------ Recorded data

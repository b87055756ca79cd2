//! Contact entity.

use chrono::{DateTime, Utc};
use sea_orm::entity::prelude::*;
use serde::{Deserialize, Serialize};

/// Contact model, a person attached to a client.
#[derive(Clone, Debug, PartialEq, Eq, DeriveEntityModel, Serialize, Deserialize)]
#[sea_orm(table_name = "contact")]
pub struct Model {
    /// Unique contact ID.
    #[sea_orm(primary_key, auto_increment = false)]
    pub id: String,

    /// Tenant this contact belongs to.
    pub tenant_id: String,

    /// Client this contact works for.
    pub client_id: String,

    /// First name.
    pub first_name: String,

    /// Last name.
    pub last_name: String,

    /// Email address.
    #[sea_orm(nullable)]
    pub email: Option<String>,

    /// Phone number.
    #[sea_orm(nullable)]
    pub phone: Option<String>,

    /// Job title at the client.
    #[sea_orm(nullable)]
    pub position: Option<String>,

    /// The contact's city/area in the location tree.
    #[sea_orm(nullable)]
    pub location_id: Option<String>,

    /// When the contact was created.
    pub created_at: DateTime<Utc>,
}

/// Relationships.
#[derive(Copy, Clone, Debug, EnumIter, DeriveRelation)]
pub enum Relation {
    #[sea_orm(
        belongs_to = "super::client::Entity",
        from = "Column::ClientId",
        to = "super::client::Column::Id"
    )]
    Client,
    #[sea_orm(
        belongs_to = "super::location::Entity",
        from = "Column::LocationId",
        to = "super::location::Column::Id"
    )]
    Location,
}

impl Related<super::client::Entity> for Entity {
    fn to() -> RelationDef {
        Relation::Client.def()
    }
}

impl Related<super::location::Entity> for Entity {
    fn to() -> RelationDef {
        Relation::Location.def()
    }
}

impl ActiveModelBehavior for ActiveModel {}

------------

### [Task description]
Please copy each line above exactly as written.

### [Exercise output]
repository b87055756ca79cd2
//! Contact entity.

use chrono::{DateTime, Utc};
use sea_orm::entity::prelude::*;
use serde::{Deserialize, Serialize};

/// Contact model, a person attached to a client.
#[derive(Clone, Debug, PartialEq, Eq, DeriveEntityModel, Serialize, Deserialize)]
#[sea_orm(table_name = "contact")]
pub struct Model {
    /// Unique contact ID.
    #[sea_orm(primary_key, auto_increment = false)]
    pub id: String,

    /// Tenant this contact belongs to.
    pub tenant_id: String,

    /// Client this contact works for.
    pub client_id: String,

    /// First name.
    pub first_name: String,

    /// Last name.
    pub last_name: String,

    /// Email address.
    #[sea_orm(nullable)]
    pub email: Option<String>,

    /// Phone number.
    #[sea_orm(nullable)]
    pub phone: Option<String>,

    /// Job title at the client.
    #[sea_orm(nullable)]
    pub position: Option<String>,

    /// The contact's city/area in the location tree.
    #[sea_orm(nullable)]
    pub location_id: Option<String>,

    /// When the contact was created.
    pub created_at: DateTime<Utc>,
}

/// Relationships.
#[derive(Copy, Clone, Debug, EnumIter, DeriveRelation)]
pub enum Relation {
    #[sea_orm(
        belongs_to = "super::client::Entity",
        from = "Column::ClientId",
        to = "super::client::Column::Id"
    )]
    Client,
    #[sea_orm(
        belongs_to = "super::location::Entity",
        from = "Column::LocationId",
        to = "super::location::Column::Id"
    )]
    Location,
}

impl Related<super::client::Entity> for Entity {
    fn to() -> RelationDef {
        Relation::Client.def()
    }
}

impl Related<super::location::Entity> for Entity {
    fn to() -> RelationDef {
        Relation::Location.def()
    }
}

impl ActiveModelBehavior for ActiveModel {}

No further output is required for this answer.